Problem to solve: From the entries below, gather every line containing the string "thiserror".

Material for the task below:

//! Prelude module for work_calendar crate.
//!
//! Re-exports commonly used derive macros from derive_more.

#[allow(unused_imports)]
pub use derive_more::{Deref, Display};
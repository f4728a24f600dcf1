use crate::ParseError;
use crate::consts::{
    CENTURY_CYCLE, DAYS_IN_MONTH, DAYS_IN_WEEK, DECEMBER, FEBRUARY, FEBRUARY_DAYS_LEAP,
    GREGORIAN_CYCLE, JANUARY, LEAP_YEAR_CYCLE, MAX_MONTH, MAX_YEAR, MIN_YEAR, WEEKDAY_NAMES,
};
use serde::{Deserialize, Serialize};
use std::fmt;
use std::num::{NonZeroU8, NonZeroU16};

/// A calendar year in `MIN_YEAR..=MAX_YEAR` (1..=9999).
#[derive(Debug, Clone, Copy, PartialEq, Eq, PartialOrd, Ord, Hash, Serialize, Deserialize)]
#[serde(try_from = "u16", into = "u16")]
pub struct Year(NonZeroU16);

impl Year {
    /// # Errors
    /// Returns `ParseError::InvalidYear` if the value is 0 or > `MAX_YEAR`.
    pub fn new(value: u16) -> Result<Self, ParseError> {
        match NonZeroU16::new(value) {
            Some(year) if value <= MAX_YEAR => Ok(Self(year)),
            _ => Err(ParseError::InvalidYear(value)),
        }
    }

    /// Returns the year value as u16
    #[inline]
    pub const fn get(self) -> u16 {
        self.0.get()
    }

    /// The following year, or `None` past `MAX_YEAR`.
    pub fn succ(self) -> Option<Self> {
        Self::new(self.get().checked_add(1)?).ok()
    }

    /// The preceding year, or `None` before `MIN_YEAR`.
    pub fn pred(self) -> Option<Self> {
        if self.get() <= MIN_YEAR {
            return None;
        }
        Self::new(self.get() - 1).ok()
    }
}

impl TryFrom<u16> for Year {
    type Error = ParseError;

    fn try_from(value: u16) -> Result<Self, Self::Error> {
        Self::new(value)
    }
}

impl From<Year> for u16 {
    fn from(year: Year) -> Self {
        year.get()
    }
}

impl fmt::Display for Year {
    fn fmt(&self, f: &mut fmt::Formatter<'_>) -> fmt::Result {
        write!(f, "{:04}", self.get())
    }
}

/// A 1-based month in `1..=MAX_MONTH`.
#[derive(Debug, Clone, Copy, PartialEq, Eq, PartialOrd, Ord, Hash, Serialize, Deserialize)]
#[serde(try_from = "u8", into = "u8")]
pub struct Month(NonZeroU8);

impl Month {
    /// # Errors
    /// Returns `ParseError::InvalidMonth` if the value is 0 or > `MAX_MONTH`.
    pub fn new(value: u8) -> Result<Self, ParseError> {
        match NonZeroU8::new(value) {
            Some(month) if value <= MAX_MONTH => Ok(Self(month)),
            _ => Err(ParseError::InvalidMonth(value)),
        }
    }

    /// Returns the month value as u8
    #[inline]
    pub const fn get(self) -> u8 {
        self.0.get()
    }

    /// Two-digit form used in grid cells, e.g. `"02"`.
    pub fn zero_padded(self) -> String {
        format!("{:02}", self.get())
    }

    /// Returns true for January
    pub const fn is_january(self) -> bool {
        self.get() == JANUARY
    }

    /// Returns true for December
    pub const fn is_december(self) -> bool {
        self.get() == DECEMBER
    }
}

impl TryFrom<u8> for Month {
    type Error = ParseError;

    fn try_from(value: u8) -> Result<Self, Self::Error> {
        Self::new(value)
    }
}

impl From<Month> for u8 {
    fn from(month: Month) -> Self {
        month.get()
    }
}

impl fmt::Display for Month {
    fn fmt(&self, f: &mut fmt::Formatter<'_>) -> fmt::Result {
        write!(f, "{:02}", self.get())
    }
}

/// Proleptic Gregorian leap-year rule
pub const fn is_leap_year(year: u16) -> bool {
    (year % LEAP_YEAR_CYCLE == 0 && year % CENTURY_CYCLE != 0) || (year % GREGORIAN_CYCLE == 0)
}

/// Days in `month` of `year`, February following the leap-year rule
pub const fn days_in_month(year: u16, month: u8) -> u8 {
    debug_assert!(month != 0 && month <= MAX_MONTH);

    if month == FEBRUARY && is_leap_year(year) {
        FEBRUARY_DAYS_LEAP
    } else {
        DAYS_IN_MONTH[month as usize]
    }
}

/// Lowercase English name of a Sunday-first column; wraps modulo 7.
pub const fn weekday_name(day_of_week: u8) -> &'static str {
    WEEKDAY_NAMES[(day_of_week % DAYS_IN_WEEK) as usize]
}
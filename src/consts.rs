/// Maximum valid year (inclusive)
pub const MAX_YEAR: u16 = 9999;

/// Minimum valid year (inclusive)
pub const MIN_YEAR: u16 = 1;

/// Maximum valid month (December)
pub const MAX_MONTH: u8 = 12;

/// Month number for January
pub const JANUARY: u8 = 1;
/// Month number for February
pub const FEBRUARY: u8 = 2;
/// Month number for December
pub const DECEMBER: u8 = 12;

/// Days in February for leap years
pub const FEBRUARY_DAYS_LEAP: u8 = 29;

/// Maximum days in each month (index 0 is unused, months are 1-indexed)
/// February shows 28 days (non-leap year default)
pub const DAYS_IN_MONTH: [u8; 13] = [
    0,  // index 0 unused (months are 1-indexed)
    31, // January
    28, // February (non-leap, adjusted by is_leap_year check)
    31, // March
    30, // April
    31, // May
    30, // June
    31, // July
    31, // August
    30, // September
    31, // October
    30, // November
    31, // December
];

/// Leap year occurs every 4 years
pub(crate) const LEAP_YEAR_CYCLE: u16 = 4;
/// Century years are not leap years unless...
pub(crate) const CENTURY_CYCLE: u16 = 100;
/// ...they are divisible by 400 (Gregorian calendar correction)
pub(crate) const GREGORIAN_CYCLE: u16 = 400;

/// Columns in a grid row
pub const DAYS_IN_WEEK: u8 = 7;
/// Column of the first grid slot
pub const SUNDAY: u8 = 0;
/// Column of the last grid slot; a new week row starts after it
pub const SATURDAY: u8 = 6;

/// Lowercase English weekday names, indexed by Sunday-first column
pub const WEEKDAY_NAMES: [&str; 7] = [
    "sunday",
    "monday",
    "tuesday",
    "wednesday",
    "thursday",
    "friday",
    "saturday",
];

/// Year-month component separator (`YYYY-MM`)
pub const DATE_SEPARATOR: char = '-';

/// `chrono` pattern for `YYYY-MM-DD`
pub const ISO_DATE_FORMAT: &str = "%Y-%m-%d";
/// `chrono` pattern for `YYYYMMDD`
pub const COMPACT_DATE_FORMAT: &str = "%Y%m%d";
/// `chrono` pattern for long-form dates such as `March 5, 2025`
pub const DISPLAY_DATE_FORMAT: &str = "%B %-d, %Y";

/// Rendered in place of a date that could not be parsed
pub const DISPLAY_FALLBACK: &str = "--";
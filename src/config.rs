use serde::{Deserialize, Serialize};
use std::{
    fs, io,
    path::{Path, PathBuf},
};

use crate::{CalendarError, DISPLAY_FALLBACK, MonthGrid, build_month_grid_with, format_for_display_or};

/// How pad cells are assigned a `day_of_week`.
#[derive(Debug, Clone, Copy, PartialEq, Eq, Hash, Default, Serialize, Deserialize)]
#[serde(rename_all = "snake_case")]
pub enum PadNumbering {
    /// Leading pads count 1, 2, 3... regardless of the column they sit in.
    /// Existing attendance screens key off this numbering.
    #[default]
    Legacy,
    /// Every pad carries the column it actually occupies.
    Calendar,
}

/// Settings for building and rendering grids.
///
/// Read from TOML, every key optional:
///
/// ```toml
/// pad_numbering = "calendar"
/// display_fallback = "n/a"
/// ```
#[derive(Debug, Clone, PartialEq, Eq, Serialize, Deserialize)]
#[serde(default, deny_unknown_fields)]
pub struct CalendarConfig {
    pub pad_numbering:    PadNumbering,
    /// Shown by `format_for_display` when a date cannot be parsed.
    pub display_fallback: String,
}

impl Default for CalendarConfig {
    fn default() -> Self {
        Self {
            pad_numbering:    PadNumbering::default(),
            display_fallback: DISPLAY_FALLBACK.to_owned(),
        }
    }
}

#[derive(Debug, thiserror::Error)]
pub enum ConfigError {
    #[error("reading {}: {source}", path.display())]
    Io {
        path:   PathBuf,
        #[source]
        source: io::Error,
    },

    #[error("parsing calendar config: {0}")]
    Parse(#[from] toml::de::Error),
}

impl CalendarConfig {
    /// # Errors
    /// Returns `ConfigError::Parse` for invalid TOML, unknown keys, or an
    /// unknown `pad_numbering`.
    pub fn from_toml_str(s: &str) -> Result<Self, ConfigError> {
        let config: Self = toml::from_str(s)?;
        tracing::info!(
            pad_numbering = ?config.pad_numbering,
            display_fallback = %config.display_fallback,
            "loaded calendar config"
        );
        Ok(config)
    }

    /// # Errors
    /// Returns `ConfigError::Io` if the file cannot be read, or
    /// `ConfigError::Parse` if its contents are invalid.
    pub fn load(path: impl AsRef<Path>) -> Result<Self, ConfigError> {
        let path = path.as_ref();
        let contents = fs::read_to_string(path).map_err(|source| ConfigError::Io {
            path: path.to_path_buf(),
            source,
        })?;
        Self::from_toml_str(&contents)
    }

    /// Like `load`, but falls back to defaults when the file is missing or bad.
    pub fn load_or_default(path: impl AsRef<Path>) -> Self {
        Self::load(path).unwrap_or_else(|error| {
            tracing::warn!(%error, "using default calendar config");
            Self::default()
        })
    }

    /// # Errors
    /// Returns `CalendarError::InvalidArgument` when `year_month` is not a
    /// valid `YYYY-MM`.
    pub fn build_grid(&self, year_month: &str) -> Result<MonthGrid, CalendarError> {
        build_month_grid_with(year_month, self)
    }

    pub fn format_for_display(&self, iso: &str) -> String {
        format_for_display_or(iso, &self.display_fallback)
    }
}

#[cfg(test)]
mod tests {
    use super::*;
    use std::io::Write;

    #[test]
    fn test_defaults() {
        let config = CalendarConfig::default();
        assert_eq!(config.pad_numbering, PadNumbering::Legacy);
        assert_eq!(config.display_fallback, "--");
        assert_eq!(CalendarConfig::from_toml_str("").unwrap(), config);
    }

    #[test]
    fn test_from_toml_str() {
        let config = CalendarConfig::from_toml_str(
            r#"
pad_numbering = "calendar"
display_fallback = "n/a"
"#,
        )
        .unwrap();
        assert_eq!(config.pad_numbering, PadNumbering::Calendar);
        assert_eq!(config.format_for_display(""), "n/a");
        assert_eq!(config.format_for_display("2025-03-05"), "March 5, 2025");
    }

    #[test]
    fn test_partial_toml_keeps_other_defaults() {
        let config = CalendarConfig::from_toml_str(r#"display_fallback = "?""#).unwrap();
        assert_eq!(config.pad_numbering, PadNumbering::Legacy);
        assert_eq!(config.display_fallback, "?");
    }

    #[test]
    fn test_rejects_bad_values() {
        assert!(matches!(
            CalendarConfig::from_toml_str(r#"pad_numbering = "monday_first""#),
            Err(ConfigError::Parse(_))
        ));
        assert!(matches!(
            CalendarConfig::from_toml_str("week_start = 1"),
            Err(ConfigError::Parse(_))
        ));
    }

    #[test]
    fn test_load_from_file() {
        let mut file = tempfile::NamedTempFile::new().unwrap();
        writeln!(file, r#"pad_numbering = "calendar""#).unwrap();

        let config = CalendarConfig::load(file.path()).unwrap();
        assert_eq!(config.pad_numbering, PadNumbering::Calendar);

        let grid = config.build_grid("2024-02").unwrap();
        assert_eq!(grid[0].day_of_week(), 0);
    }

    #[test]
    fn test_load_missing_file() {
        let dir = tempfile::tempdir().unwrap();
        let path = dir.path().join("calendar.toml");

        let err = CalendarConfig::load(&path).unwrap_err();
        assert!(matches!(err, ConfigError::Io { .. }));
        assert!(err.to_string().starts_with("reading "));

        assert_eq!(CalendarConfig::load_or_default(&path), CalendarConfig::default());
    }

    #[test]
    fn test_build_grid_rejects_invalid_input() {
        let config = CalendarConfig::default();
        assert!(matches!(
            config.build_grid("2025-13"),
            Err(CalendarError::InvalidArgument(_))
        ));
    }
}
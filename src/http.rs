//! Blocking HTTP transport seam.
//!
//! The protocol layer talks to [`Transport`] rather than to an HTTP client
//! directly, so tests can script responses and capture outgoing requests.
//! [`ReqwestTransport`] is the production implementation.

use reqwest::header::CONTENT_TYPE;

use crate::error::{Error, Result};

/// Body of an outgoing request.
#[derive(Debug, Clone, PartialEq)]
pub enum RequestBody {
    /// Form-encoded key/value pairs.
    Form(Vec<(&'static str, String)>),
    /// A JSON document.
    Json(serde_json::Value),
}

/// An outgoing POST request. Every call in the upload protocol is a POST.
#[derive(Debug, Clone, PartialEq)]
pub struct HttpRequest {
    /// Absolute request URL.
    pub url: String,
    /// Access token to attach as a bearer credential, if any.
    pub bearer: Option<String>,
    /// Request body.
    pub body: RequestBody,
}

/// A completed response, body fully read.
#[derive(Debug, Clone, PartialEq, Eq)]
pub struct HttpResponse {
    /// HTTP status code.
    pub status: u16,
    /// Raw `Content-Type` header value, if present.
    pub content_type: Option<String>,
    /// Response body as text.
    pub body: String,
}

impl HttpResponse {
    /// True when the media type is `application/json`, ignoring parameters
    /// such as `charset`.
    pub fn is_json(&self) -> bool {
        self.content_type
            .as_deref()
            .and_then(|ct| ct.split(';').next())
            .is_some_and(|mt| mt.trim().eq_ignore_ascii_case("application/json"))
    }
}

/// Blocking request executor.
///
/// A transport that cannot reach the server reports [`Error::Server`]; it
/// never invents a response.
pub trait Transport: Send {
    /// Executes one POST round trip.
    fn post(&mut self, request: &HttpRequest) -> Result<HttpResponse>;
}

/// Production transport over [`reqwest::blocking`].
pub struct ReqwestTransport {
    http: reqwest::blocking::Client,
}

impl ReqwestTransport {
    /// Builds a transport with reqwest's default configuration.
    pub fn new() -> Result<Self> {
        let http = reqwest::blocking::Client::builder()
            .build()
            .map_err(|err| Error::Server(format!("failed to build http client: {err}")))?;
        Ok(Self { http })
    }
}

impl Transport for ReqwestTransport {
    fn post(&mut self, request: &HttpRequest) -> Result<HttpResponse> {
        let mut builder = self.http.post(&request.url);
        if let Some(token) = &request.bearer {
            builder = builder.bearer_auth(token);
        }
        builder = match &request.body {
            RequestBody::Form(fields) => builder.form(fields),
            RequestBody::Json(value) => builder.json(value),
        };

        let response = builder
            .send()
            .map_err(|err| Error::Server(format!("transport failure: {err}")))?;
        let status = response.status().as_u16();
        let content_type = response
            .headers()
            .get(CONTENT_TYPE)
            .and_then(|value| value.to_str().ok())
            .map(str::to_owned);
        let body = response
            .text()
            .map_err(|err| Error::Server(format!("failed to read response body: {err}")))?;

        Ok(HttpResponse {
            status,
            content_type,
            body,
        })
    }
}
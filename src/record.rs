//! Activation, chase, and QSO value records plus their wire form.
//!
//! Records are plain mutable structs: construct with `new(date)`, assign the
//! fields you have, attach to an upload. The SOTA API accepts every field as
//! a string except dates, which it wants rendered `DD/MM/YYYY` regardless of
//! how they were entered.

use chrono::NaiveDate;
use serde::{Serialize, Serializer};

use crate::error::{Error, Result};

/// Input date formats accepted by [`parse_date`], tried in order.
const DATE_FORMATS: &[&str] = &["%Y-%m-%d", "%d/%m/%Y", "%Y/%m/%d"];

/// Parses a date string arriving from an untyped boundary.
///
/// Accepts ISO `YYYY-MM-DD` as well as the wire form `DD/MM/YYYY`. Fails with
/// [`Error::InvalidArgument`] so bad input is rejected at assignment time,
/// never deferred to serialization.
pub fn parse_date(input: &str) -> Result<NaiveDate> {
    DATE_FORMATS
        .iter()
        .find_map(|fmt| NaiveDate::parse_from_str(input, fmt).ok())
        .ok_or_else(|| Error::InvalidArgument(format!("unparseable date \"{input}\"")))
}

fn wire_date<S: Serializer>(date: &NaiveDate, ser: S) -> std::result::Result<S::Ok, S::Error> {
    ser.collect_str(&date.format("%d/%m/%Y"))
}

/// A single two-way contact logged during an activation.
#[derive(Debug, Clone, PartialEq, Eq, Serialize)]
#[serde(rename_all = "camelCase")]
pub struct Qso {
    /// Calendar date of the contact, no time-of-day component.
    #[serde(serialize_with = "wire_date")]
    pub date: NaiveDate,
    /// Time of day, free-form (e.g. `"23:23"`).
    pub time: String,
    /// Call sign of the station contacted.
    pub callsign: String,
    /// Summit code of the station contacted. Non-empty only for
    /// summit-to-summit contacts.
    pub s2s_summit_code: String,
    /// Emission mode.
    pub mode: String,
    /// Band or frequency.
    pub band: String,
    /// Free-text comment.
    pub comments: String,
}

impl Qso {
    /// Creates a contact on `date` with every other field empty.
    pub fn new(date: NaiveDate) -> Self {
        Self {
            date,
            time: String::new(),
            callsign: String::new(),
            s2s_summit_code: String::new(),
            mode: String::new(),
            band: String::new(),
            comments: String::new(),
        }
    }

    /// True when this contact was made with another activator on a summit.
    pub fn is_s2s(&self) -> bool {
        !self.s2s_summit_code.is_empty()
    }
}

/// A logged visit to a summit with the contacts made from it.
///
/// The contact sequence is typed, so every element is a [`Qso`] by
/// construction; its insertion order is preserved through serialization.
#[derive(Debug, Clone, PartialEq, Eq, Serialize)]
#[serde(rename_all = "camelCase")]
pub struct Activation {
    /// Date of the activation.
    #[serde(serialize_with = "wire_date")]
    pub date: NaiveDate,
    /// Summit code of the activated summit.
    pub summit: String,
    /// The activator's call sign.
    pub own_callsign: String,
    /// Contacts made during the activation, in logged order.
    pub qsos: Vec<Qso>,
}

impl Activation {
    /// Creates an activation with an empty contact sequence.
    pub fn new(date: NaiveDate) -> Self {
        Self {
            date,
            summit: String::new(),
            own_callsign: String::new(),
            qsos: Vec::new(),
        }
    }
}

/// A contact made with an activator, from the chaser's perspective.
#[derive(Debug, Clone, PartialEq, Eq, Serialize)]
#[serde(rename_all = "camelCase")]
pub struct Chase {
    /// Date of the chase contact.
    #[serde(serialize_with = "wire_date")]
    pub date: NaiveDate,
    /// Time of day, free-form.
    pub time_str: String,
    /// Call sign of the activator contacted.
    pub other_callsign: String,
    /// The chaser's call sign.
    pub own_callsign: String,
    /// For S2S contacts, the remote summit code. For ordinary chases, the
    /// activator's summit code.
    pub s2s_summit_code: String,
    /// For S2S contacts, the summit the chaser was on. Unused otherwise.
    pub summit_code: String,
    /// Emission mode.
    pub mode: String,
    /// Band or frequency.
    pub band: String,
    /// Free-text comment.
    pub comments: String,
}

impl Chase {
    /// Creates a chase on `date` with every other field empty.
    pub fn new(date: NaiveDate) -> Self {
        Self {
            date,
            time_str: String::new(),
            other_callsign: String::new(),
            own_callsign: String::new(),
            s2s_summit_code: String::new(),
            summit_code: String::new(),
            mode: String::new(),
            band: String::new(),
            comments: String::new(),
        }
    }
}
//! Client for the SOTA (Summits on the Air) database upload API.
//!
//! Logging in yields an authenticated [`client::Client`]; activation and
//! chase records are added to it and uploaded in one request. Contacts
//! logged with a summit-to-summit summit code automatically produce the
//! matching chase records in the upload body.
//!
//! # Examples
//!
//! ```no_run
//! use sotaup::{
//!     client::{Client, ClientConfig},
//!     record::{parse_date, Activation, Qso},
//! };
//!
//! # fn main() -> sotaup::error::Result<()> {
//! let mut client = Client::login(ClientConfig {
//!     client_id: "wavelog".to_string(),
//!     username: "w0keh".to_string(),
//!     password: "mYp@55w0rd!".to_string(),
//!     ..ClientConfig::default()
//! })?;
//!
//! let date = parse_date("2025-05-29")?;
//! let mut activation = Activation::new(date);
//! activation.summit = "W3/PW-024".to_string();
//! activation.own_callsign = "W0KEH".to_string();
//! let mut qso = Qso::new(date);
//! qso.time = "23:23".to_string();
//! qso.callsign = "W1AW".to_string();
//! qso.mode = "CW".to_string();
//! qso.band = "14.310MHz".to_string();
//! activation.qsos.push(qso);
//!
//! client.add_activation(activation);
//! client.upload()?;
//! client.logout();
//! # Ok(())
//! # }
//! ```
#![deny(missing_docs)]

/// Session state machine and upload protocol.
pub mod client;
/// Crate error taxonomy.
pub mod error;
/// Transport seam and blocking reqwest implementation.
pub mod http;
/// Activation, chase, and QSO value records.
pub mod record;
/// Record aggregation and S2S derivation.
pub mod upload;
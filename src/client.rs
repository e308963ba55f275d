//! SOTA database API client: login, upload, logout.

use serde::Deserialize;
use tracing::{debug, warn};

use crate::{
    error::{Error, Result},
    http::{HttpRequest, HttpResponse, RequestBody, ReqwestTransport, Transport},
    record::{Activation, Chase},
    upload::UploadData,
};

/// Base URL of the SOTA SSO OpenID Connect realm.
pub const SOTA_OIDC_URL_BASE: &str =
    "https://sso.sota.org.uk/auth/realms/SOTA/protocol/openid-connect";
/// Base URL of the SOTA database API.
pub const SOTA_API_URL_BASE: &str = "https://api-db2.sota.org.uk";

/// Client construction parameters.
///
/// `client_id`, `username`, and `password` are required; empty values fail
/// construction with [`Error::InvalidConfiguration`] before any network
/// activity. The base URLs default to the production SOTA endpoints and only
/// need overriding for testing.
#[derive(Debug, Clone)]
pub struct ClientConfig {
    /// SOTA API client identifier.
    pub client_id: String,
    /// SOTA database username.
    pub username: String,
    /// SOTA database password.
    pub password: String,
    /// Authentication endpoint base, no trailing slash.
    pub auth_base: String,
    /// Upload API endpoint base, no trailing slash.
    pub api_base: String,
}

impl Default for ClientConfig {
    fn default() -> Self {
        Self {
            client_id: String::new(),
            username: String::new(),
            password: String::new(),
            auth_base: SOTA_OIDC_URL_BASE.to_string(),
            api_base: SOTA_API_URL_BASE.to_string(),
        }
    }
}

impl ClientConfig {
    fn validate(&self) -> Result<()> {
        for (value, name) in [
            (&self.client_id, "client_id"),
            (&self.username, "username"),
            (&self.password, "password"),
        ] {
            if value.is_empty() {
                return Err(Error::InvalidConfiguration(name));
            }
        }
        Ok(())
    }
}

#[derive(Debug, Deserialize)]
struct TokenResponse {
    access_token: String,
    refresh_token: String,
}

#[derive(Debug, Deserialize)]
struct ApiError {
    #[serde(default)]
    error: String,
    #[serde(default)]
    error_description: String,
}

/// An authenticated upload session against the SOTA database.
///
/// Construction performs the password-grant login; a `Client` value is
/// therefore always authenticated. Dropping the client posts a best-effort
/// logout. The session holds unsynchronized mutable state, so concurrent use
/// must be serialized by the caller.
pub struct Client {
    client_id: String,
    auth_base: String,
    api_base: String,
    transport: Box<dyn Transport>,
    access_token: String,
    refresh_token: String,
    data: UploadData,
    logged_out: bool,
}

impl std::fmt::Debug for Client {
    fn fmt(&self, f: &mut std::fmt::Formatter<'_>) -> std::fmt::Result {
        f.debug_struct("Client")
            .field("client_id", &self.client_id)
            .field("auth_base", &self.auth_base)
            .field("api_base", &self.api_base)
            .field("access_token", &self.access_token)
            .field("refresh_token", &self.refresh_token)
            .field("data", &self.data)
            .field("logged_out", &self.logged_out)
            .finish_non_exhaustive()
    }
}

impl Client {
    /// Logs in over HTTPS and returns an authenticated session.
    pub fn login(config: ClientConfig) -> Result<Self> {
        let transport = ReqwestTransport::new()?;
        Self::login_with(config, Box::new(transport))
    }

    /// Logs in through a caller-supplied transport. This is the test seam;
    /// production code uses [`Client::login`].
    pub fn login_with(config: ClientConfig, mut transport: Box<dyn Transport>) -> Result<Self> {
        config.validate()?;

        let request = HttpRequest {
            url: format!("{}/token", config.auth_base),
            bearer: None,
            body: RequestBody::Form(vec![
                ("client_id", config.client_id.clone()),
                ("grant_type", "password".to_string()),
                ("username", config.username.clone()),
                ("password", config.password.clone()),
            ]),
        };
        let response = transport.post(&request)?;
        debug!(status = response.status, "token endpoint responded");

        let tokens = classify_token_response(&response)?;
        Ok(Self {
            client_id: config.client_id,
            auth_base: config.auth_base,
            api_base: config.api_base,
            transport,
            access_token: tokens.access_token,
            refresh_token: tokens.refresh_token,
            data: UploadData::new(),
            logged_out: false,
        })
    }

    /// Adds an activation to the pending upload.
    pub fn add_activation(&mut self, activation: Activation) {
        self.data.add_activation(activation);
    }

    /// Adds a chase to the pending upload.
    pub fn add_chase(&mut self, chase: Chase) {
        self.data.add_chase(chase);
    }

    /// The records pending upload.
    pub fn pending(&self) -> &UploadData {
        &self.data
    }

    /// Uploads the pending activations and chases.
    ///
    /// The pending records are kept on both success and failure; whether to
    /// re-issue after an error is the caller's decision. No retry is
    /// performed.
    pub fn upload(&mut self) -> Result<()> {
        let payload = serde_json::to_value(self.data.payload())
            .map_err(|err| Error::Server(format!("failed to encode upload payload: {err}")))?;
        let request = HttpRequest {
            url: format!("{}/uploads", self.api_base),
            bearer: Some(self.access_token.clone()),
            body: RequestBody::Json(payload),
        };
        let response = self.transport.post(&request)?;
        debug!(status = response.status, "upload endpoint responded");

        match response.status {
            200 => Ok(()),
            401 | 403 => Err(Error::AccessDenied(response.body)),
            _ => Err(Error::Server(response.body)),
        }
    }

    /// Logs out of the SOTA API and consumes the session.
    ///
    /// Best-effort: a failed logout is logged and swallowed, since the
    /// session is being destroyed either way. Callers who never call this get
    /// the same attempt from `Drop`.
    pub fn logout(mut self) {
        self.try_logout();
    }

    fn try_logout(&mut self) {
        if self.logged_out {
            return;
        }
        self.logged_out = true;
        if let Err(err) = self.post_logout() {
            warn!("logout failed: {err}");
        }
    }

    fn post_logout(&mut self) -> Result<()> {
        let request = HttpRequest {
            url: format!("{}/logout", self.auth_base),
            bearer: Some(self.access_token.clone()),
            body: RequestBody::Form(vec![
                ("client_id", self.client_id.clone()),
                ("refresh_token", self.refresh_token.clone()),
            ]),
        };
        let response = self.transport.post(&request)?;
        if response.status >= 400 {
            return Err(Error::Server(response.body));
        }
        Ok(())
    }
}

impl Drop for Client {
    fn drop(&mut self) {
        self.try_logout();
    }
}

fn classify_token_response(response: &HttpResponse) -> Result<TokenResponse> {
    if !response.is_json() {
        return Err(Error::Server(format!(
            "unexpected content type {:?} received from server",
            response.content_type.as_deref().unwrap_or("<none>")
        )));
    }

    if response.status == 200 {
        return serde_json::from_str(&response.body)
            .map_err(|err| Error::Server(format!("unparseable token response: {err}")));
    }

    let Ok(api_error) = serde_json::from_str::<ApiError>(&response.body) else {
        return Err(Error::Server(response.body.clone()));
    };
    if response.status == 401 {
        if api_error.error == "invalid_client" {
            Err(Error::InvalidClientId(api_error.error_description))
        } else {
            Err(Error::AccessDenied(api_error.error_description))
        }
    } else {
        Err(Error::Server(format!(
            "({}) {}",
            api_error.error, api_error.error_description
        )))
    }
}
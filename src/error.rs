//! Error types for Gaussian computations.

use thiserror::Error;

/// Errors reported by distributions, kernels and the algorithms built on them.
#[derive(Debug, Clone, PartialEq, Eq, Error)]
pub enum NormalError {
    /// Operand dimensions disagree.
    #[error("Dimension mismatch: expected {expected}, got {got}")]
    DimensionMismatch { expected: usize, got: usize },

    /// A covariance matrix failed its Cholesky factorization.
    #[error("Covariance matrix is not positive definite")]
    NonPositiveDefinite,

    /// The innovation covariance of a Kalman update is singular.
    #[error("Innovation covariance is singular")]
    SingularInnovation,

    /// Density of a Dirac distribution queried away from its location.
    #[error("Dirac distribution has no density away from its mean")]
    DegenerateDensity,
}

End of Material for the task.

Answer section:
#[derive(Debug, thiserror::Error)]
use thiserror::Error;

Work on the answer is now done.